- [TO DO]: Look through the material below and count the lines that hold "ShardStatus". Give that number by itself.

- [DATASET CONTENT]:
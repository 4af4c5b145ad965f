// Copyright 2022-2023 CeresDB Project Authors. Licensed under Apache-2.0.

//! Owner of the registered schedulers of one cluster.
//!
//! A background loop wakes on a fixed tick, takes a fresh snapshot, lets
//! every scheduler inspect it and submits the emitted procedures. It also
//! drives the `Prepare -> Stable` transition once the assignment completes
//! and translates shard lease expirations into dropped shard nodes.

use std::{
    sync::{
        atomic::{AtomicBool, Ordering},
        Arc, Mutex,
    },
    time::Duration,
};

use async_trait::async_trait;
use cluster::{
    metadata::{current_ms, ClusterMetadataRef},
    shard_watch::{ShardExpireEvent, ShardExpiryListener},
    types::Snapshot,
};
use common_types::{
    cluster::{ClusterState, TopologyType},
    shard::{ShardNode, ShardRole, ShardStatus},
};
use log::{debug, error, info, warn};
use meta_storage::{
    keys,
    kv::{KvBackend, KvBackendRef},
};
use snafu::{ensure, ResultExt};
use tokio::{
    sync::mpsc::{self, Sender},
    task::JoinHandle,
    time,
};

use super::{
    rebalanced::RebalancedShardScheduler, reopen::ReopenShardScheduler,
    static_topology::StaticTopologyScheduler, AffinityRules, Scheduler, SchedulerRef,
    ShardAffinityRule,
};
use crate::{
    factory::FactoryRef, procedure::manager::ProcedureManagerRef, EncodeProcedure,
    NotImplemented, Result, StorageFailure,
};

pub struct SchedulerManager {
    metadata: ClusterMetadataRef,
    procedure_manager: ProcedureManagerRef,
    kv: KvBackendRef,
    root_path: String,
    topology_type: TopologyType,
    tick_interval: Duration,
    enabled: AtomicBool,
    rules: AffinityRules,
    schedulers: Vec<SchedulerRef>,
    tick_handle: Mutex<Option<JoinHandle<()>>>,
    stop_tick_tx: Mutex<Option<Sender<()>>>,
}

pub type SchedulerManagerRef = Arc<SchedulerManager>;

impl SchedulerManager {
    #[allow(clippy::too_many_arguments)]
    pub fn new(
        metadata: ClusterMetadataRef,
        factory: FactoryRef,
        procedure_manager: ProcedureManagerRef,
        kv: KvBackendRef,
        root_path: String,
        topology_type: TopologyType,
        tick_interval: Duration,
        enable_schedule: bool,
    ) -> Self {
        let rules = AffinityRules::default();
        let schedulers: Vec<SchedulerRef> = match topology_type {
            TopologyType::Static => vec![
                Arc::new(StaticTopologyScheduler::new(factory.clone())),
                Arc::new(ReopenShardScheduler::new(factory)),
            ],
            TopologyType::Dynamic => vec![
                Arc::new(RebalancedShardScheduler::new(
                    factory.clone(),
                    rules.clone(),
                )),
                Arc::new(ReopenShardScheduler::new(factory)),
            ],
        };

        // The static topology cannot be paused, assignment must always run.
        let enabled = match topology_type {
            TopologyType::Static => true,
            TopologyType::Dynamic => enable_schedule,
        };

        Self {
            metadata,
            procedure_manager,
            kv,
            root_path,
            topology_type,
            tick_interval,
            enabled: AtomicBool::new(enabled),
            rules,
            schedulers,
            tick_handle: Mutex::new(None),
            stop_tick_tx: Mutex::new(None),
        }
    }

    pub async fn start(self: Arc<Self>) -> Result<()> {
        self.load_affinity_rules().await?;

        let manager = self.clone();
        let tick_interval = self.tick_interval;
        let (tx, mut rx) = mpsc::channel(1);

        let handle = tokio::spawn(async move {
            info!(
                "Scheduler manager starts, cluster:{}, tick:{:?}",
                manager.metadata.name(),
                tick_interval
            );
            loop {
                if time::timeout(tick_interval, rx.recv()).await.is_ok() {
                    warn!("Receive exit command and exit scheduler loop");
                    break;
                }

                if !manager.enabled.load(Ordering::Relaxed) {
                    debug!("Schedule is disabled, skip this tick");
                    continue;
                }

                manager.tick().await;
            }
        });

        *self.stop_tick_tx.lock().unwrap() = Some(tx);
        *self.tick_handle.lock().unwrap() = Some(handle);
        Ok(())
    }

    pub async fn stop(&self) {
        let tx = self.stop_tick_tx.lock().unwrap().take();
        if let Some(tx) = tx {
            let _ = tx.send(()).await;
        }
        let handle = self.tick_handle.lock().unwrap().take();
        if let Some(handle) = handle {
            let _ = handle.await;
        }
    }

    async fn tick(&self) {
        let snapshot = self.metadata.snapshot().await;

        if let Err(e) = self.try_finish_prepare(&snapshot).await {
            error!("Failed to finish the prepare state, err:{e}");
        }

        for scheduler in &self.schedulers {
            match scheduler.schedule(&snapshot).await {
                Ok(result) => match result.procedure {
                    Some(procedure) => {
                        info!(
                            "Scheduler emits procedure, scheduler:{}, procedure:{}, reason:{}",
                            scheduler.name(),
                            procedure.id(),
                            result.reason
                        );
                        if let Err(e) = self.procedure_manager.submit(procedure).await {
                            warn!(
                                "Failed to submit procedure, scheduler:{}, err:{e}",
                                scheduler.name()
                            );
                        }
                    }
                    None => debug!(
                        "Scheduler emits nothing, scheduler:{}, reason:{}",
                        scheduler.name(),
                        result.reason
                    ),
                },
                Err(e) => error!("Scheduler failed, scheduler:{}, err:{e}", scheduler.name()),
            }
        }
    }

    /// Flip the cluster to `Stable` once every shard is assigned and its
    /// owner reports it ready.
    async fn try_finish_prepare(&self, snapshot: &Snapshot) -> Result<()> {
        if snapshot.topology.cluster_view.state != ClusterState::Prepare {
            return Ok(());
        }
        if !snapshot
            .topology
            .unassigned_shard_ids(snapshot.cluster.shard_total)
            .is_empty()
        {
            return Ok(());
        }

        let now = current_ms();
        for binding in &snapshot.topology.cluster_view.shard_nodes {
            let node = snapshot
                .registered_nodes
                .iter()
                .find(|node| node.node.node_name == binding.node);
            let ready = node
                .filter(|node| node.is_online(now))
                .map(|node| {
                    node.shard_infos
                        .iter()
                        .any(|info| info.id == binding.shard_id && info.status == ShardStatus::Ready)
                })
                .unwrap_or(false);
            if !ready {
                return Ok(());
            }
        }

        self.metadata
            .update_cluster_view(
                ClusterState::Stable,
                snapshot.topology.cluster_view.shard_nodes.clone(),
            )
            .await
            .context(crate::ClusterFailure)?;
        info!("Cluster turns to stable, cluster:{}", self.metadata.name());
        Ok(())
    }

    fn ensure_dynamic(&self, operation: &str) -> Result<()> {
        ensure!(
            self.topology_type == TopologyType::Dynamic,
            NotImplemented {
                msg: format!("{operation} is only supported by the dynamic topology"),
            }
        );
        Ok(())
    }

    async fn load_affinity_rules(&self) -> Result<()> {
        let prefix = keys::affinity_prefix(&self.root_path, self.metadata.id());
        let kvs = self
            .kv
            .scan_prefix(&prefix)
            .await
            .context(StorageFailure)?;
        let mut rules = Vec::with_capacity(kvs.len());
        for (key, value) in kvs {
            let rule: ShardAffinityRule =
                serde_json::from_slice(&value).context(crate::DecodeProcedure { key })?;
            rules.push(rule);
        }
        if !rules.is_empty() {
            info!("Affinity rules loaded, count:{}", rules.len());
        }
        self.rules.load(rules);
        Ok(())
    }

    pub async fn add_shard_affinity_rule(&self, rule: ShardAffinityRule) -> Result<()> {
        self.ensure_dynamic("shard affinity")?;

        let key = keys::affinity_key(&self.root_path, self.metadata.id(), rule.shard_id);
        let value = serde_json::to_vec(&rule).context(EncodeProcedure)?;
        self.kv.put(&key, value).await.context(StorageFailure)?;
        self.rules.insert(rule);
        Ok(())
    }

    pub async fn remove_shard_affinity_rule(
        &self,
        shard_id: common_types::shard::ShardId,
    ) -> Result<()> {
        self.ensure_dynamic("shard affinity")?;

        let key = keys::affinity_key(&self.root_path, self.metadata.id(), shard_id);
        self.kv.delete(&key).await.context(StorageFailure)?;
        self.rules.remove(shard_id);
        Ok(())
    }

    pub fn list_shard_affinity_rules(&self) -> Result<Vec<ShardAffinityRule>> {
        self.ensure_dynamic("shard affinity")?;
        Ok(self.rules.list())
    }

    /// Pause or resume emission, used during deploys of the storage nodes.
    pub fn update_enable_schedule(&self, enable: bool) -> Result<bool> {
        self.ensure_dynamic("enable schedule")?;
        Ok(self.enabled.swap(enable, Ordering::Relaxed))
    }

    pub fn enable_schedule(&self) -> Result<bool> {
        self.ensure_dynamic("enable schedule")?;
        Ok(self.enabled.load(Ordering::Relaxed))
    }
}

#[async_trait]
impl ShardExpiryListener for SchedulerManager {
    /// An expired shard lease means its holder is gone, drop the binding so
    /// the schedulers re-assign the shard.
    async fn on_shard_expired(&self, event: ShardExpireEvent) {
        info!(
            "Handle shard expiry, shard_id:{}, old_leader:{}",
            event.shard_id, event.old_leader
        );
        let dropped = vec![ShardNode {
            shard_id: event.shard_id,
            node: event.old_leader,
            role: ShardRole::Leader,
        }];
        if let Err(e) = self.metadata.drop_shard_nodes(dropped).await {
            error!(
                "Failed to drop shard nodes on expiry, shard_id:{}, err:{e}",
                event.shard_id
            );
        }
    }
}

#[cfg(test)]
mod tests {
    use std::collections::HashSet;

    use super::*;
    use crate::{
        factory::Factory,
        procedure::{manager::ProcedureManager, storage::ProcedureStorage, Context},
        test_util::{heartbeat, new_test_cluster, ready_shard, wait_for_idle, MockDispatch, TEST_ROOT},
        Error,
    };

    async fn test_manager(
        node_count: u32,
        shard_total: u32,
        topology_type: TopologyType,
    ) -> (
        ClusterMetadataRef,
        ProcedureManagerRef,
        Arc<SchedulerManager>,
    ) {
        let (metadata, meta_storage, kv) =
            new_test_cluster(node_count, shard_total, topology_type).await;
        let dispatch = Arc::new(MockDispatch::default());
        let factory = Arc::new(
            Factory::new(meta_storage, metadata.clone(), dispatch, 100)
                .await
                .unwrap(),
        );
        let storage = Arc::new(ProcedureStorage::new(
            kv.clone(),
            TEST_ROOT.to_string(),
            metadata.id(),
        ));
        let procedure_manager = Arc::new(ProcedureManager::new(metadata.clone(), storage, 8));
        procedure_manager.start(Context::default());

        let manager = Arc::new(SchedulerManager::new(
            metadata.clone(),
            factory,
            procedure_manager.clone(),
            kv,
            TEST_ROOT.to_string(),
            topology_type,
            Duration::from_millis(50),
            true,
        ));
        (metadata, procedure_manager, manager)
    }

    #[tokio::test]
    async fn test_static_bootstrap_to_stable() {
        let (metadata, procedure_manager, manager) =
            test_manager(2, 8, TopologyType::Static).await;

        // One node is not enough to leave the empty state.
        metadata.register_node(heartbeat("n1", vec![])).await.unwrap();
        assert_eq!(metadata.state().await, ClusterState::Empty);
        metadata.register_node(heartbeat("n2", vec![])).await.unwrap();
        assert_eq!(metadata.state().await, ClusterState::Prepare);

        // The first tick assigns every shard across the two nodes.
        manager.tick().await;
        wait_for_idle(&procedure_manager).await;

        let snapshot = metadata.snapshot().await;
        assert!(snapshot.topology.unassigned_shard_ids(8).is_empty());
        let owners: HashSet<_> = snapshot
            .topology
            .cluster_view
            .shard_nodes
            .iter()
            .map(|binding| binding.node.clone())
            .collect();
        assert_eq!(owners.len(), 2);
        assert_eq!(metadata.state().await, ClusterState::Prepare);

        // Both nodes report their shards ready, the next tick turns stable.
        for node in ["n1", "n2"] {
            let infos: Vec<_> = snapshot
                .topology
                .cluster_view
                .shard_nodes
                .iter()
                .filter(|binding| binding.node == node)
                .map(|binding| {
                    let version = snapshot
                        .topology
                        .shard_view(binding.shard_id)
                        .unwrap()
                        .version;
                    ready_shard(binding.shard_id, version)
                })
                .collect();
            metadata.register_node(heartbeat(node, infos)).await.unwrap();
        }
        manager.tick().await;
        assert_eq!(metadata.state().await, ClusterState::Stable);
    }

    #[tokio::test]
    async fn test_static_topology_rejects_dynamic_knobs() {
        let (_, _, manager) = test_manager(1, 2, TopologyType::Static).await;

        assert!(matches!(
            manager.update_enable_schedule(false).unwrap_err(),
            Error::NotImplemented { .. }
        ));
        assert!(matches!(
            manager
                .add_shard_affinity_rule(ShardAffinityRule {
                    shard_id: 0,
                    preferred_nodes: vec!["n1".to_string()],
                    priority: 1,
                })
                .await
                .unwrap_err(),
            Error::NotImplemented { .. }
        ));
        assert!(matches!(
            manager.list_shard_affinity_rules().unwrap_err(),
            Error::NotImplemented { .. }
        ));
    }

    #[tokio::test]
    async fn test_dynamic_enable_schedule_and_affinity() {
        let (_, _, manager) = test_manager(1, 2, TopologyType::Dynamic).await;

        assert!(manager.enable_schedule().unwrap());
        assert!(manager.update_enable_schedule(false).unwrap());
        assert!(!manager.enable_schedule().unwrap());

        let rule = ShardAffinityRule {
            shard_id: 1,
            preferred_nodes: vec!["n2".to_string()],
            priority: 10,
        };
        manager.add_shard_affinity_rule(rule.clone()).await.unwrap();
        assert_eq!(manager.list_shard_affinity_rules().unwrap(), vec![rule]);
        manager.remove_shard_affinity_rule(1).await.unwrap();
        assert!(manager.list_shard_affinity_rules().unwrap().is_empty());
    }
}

- [RESPONSE TO THIS EXERCISE]: 2